**PROBLEM STATEMENT:**
When you reach the line in the data below that contains "Some(Ok((oid, commit)))", please start repeating lines exactly, and stop after the line that contains "self.ensure_initialized()?;", repeating nothing else.

**SUPPLIED MATERIAL:**

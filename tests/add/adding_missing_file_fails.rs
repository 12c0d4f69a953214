use crate::common::command::{init_repository_dir, run_kit_command};
use assert_fs::TempDir;
use predicates::prelude::*;
use rstest::rstest;

#[rstest]
fn adding_a_missing_file_fails(
    init_repository_dir: TempDir,
) -> Result<(), Box<dyn std::error::Error>> {
    let repository_dir = init_repository_dir;

    run_kit_command(repository_dir.path(), &["add", "no-such-file.txt"])
        .assert()
        .failure()
        .stderr(predicate::str::contains("File does not exist."));

    Ok(())
}

#[rstest]
fn a_failed_add_stages_nothing(
    init_repository_dir: TempDir,
) -> Result<(), Box<dyn std::error::Error>> {
    let repository_dir = init_repository_dir;

    run_kit_command(repository_dir.path(), &["add", "no-such-file.txt"])
        .assert()
        .failure();

    run_kit_command(repository_dir.path(), &["status"])
        .assert()
        .success()
        .stdout(predicate::str::contains("no-such-file").not());

    Ok(())
}
//! Ancestor walk over the parent-pointer chain
//!
//! History is a singly-parented chain ending at the root commit, whose parent
//! is the all-zero sentinel. The walk is lazy (commits are parsed one step at
//! a time), finite, and restartable from any fingerprint by constructing a
//! new walker.

use crate::areas::database::Database;
use crate::artifacts::objects::commit::Commit;
use crate::artifacts::objects::object_id::ObjectId;

/// Lazy iterator over a commit and all of its ancestors, oldest last.
///
/// Yields `(fingerprint, commit)` pairs starting at the given commit and
/// following parent pointers until the root sentinel terminates the chain.
/// A repository holding only the root commit yields exactly one item.
pub struct RevWalk<'d> {
    database: &'d Database,
    next_oid: Option<ObjectId>,
}

impl<'d> RevWalk<'d> {
    pub fn new(database: &'d Database, start: ObjectId) -> Self {
        RevWalk {
            database,
            next_oid: Some(start),
        }
    }
}

impl Iterator for RevWalk<'_> {
    type Item = anyhow::Result<(ObjectId, Commit)>;

    fn next(&mut self) -> Option<Self::Item> {
        let oid = self.next_oid.take()?;

        match self.database.parse_object_as_commit(&oid) {
            Ok(commit) => {
                // the root's parent is the sentinel; stop after yielding it
                if !commit.parent().is_zero() {
                    self.next_oid = Some(commit.parent().clone());
                }
                Some(Ok((oid, commit)))
            }
            Err(err) => Some(Err(err)),
        }
    }
}
use crate::areas::repository::Repository;
use crate::artifacts::errors::KitError;
use std::path::PathBuf;

impl Repository {
    /// Un-stage a pending addition and/or stage a tracked file for removal.
    ///
    /// A path that is neither staged nor tracked by the head commit is
    /// nothing to remove. Tracked paths are also deleted from the working
    /// directory unless already absent.
    pub async fn rm(&mut self, path: &str) -> anyhow::Result<()> {
        self.ensure_initialized()?;

        let path = PathBuf::from(path);

        let index = self.index();
        let mut index = index.lock().await;
        index.rehydrate()?;

        let (_, head) = self.head_commit()?;

        let staged = index.is_staged(&path);
        let tracked = head.snapshot().tracks(&path);

        if !staged && !tracked {
            anyhow::bail!(KitError::Precondition(
                "No reason to remove the file.".to_string()
            ));
        }

        if let Some(previous) = index.unstage(&path) {
            self.release_staged_blob(&previous, &index)?;
        }

        if tracked {
            index.mark_removal(path.clone());
            self.workspace().remove_file(&path)?;
        }

        index.write_updates()?;

        Ok(())
    }
}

**TASK ANSWER:**
                Some(Ok((oid, commit)))
            }
            Err(err) => Some(Err(err)),
        }
    }
}
use crate::areas::repository::Repository;
use crate::artifacts::errors::KitError;
use std::path::PathBuf;

impl Repository {
    /// Un-stage a pending addition and/or stage a tracked file for removal.
    ///
    /// A path that is neither staged nor tracked by the head commit is
    /// nothing to remove. Tracked paths are also deleted from the working
    /// directory unless already absent.
    pub async fn rm(&mut self, path: &str) -> anyhow::Result<()> {
        self.ensure_initialized()?;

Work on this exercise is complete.